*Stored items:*

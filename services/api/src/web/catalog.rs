//! services/api/src/web/catalog.rs
//!
//! The library page: filtered, sorted and paginated clip listings, plus the
//! user's bookmarks.

use crate::error::{ApiError, ErrorBody};
use crate::web::dto::{CatalogPageDto, ClipDto, FacetsDto, ToggleBookmarkResponse};
use crate::web::state::AppState;
use axum::{
    extract::{Path, Query, State},
    http::StatusCode,
    response::Json,
    Extension,
};
use chrono::{DateTime, Utc};
use learnhub_core::bookmarks::BookmarkSet;
use learnhub_core::browse::{BrowseMode, BrowseState};
use learnhub_core::catalog::{self, Filter, InclusiveRange, PageSize, SortKey, SortOrder};
use learnhub_core::domain::SkillLevel;
use learnhub_core::validation::ValidationErrors;
use serde::Deserialize;
use std::collections::{BTreeSet, HashMap};
use std::sync::Arc;
use tracing::{error, warn};
use utoipa::IntoParams;
use uuid::Uuid;

//=========================================================================================
// Query string
//=========================================================================================

/// Catalog query string. Set-valued dimensions are comma separated.
#[derive(Debug, Default, Deserialize, IntoParams)]
#[into_params(parameter_in = Query)]
pub struct CatalogParams {
    /// Free-text search; switches the listing into search mode.
    pub q: Option<String>,
    pub machine_models: Option<String>,
    pub processes: Option<String>,
    pub tags: Option<String>,
    /// Any of `beginner`, `intermediate`, `advanced`, `expert`.
    pub skill_levels: Option<String>,
    /// Author ids.
    pub authors: Option<String>,
    pub min_duration: Option<u32>,
    pub max_duration: Option<u32>,
    pub created_after: Option<DateTime<Utc>>,
    pub created_before: Option<DateTime<Utc>>,
    /// `relevance` (default), `newest`, `most_viewed` or `recommended`.
    pub sort: Option<String>,
    /// `asc` or `desc` (default).
    pub order: Option<String>,
    /// 1-indexed, defaults to 1.
    pub page: Option<usize>,
    /// 12 (default), 24 or 48.
    pub page_size: Option<usize>,
}

fn split_list(raw: Option<&str>) -> impl Iterator<Item = &str> {
    raw.unwrap_or("")
        .split(',')
        .map(str::trim)
        .filter(|s| !s.is_empty())
}

fn string_set(raw: Option<&str>) -> BTreeSet<String> {
    split_list(raw).map(str::to_string).collect()
}

/// Turns the query string into the browse state it describes.
pub fn parse_catalog_params(params: &CatalogParams) -> Result<BrowseState, ValidationErrors> {
    let mut errors = ValidationErrors::new();

    let mut skill_levels = BTreeSet::new();
    for raw in split_list(params.skill_levels.as_deref()) {
        match raw.parse::<SkillLevel>() {
            Ok(level) => {
                skill_levels.insert(level);
            }
            Err(e) => errors.add("skill_levels", e.to_string()),
        }
    }

    let mut authors = BTreeSet::new();
    for raw in split_list(params.authors.as_deref()) {
        match Uuid::parse_str(raw) {
            Ok(id) => {
                authors.insert(id);
            }
            Err(_) => errors.add("authors", format!("'{raw}' is not a valid author id")),
        }
    }

    if let (Some(min), Some(max)) = (params.min_duration, params.max_duration) {
        if min > max {
            errors.add("min_duration", "Minimum duration is above the maximum");
        }
    }
    if let (Some(after), Some(before)) = (params.created_after, params.created_before) {
        if after > before {
            errors.add("created_after", "Start date is after the end date");
        }
    }

    let sort_key = match params.sort.as_deref() {
        None => SortKey::default(),
        Some(raw) => SortKey::parse(raw).unwrap_or_else(|| {
            errors.add("sort", format!("Unknown sort key '{raw}'"));
            SortKey::default()
        }),
    };
    let sort_order = match params.order.as_deref() {
        None => SortOrder::default(),
        Some(raw) => SortOrder::parse(raw).unwrap_or_else(|| {
            errors.add("order", format!("Unknown sort order '{raw}'"));
            SortOrder::default()
        }),
    };
    let page_size = match params.page_size {
        None => PageSize::default(),
        Some(raw) => PageSize::try_from(raw).unwrap_or_else(|e| {
            errors.add("page_size", e.to_string());
            PageSize::default()
        }),
    };

    let duration = (params.min_duration.is_some() || params.max_duration.is_some())
        .then(|| InclusiveRange::new(params.min_duration, params.max_duration));
    let created = (params.created_after.is_some() || params.created_before.is_some())
        .then(|| InclusiveRange::new(params.created_after, params.created_before));

    errors.into_result()?;

    Ok(BrowseState {
        query: params.q.clone().filter(|q| !q.trim().is_empty()),
        filter: Filter {
            machine_models: string_set(params.machine_models.as_deref()),
            processes: string_set(params.processes.as_deref()),
            tags: string_set(params.tags.as_deref()),
            skill_levels,
            authors,
            duration,
            created,
        },
        sort_key,
        sort_order,
        page: params.page.unwrap_or(1),
        page_size,
        total_count: 0,
    })
}

//=========================================================================================
// Handlers
//=========================================================================================

/// GET /catalog - One page of clips plus facet counts for the filter panel.
#[utoipa::path(
    get,
    path = "/catalog",
    params(CatalogParams),
    responses(
        (status = 200, description = "Catalog page", body = CatalogPageDto),
        (status = 422, description = "Invalid query parameters", body = ErrorBody)
    ),
    tag = "Catalog"
)]
pub async fn catalog_handler(
    State(state): State<Arc<AppState>>,
    Query(params): Query<CatalogParams>,
) -> Result<Json<CatalogPageDto>, ApiError> {
    let browse = parse_catalog_params(&params)?;
    let query = browse.to_query();

    let clips = state.db.list_clips().await.map_err(|e| {
        error!("Failed to list clips: {:?}", e);
        e
    })?;

    // Facets cover the text matches, before any facet filter is applied.
    let text = query.text.as_deref().unwrap_or("");
    let facets = catalog::facets(clips.iter().filter(|c| catalog::matches_text(c, text)));
    let page = catalog::apply(&clips, &query, Utc::now());

    let mode = match browse.mode() {
        BrowseMode::Search => "search",
        BrowseMode::Browse => "browse",
    };

    Ok(Json(CatalogPageDto {
        items: page.items.into_iter().map(ClipDto::from).collect(),
        page: query.page,
        page_size: query.page_size.get(),
        total_count: page.total_count,
        total_pages: page.total_pages,
        mode: mode.to_string(),
        facets: FacetsDto::from(facets),
    }))
}

/// GET /bookmarks - The user's bookmarked clips, most recent first.
#[utoipa::path(
    get,
    path = "/bookmarks",
    responses(
        (status = 200, description = "Bookmarked clips", body = [ClipDto]),
        (status = 401, description = "Not signed in")
    ),
    tag = "Catalog"
)]
pub async fn list_bookmarks_handler(
    State(state): State<Arc<AppState>>,
    Extension(user_id): Extension<Uuid>,
) -> Result<Json<Vec<ClipDto>>, ApiError> {
    let bookmarked = state.db.list_bookmarks(user_id).await.map_err(|e| {
        error!("Failed to list bookmarks: {:?}", e);
        e
    })?;
    let clips = state.db.list_clips().await?;
    let by_id: HashMap<Uuid, _> = clips.iter().map(|c| (c.id, c)).collect();

    Ok(Json(
        bookmarked
            .iter()
            .filter_map(|id| by_id.get(id))
            .map(|clip| ClipDto::from(*clip))
            .collect(),
    ))
}

/// POST /bookmarks/{clip_id}/toggle - Flip a bookmark.
///
/// The toggle is applied optimistically; if the store rejects it the
/// previous state is restored and reported with `persisted: false`.
#[utoipa::path(
    post,
    path = "/bookmarks/{clip_id}/toggle",
    params(("clip_id" = Uuid, Path, description = "The clip to bookmark or un-bookmark")),
    responses(
        (status = 200, description = "Toggle persisted", body = ToggleBookmarkResponse),
        (status = 404, description = "Unknown clip", body = ErrorBody),
        (status = 503, description = "Store rejected the toggle; rolled back", body = ToggleBookmarkResponse)
    ),
    tag = "Catalog"
)]
pub async fn toggle_bookmark_handler(
    State(state): State<Arc<AppState>>,
    Extension(user_id): Extension<Uuid>,
    Path(clip_id): Path<Uuid>,
) -> Result<(StatusCode, Json<ToggleBookmarkResponse>), ApiError> {
    state.db.get_clip(clip_id).await?;
    let mut bookmarks: BookmarkSet = state.db.list_bookmarks(user_id).await?.into_iter().collect();

    let pending = bookmarks.toggle(clip_id);
    let stored = if pending.now_bookmarked() {
        state.db.add_bookmark(user_id, clip_id).await
    } else {
        state.db.remove_bookmark(user_id, clip_id).await
    };

    match stored {
        Ok(()) => {
            let bookmarked = bookmarks.confirm(pending);
            Ok((
                StatusCode::OK,
                Json(ToggleBookmarkResponse {
                    clip_id,
                    bookmarked,
                    persisted: true,
                }),
            ))
        }
        Err(e) => {
            warn!("Bookmark toggle for clip {} rolled back: {:?}", clip_id, e);
            bookmarks.rollback(pending);
            Ok((
                StatusCode::SERVICE_UNAVAILABLE,
                Json(ToggleBookmarkResponse {
                    clip_id,
                    bookmarked: bookmarks.contains(clip_id),
                    persisted: false,
                }),
            ))
        }
    }
}

#[cfg(test)]
mod tests {
    use super::*;

    #[test]
    fn parses_lists_and_defaults() {
        let params = CatalogParams {
            machine_models: Some("VF-2, ST-10,".into()),
            skill_levels: Some("beginner,expert".into()),
            min_duration: Some(60),
            ..CatalogParams::default()
        };
        let state = parse_catalog_params(&params).unwrap();
        assert_eq!(state.filter.machine_models.len(), 2);
        assert!(state.filter.skill_levels.contains(&SkillLevel::Expert));
        assert_eq!(state.filter.duration, Some(InclusiveRange::new(Some(60), None)));
        assert_eq!(state.page, 1);
        assert_eq!(state.page_size, PageSize::Twelve);
        assert_eq!(state.sort_key, SortKey::Relevance);
        assert_eq!(state.sort_order, SortOrder::Desc);
        assert_eq!(state.mode(), BrowseMode::Browse);
    }

    #[test]
    fn collects_every_invalid_field() {
        let params = CatalogParams {
            skill_levels: Some("guru".into()),
            authors: Some("nobody".into()),
            sort: Some("alphabetical".into()),
            page_size: Some(10),
            ..CatalogParams::default()
        };
        let errors = parse_catalog_params(&params).unwrap_err();
        for field in ["skill_levels", "authors", "sort", "page_size"] {
            assert!(errors.get(field).is_some(), "missing error for {field}");
        }
    }

    #[test]
    fn blank_query_stays_in_browse_mode() {
        let params = CatalogParams {
            q: Some("   ".into()),
            ..CatalogParams::default()
        };
        assert_eq!(parse_catalog_params(&params).unwrap().mode(), BrowseMode::Browse);
    }
}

*Your assignment:* Search the entries above for the string "usize", and report each line where it occurs.

*Task response:*
    pub page: Option<usize>,
    pub page_size: Option<usize>,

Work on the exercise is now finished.